Plötzlich auf der Straße

Eine Ehrenamtliche erzählt von der Arbeit im Heidelberger Wichernheim

Jeder kann in so eine Situation geraten - Es kommen immer mehr junge Menschen

31.01.2019 UPDATE: 01.02.2019 06:00 Uhr 58 Sekunden

Selina Bührer. F: privat

Von Benjamin Miltner

Heidelberg. Es kann jeden treffen. Das ist das Wesentliche, was Selina Bührer aus ihrer Arbeit im Wichernheim verinnerlicht hat. Seit Juni 2017 engagiert sich die 25-jährige Studentin der Sozialen Arbeit in der evangelischen Stadtmission in Heidelberg, einer wenn nicht der Anlaufstelle für Obdachlose in der Stadt. Inmitten der Heidelberger Innenstadt umgeben von Sehenswürdigkeiten und Konsumtempeln wird hier seit 40 Jahren Menschen in Not geholfen. "Es kommen immer mehr Menschen in meinem Alter dazu. Der Jüngste war 18", erinnert sich Selina. Obdachlose sind stets alleinstehende ältere Herren - dieses Bild sei definitiv veraltet.

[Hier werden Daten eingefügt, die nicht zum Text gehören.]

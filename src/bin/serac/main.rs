use clap::Parser;
use miette::Result;

mod archive;
mod common;
mod daemon;
mod data;
mod export;

#[derive(Parser)]
#[clap(name = "Serac")]
#[clap(bin_name = "serac")]
#[clap(author, version, about, long_about = None)]
struct Cli {
    /// Path to the config file (default: serac.toml)
    #[clap(long, global = true)]
    config: Option<std::path::PathBuf>,

    #[clap(subcommand)]
    command: Command,
}

#[derive(clap::Subcommand)]
enum Command {
    /// Run the full node: fetchers, runners and services
    Daemon(daemon::Args),
    /// Run the warehouse exporter (configured from the environment)
    Export(export::Args),
    /// Summarize the local stores
    Data(data::Args),
    /// Build a pre-Cortina timestamp archive from a JSON dump
    BuildArchive(archive::Args),
}

fn main() -> Result<()> {
    let cli = Cli::parse();

    match cli.command {
        Command::Daemon(args) => {
            let config = common::Config::load(cli.config.as_deref())?;
            daemon::run(config, &args)
        }
        Command::Export(args) => export::run(&args),
        Command::Data(args) => {
            let config = common::Config::load(cli.config.as_deref())?;
            data::run(config, &args)
        }
        Command::BuildArchive(args) => archive::run(&args),
    }
}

Was bietet die Einrichtung? "Hier geht es menschlich zu, es herrscht eine familiäre Atmosphäre", erzählt die Master-Studentin, die aktuell in Innsbruck lebt, von ihren Erfahrungen als Praktikantin und Ehrenamtliche. "Die Menschen sind sehr dankbar für die Hilfe", sagt sie. Hilfe beim Ausfüllen von Anträgen, Begleitung bei Arztbesuchen und beim Einkaufen. Unterstützung im Alltag eben.

Aber Selina gibt auch Halt bei persönlichen Dingen. Im Rahmen ihres Studiums hat sie zehn wohnungslose Heidelberger interviewt, fotografiert, porträtiert und als Projekt unter dem Titel "Gesehen werden" ausgestellt. "Man hat gemerkt, dass diese Menschen lange niemanden hatten, der ihnen ausführlich zugehört und nachgefragt hat", meint sie.

Die Lebensgeschichten bedrücken und beeindrucken. Ein Mann, dem bei einem Autounfall Eltern, Frau und Kinder entrissen wurden. Ein anderer, dessen Liebe seines Lebens aus dem Nichts aus seinem Leben verschwand. Schicksale, die haften bleiben. "Das holt einen auf den Boden der Tatsachen zurück", weiß Selina. Verlust von Partner, Freund, Arbeit, Wohnung: "Jeder kann in so eine Situation geraten."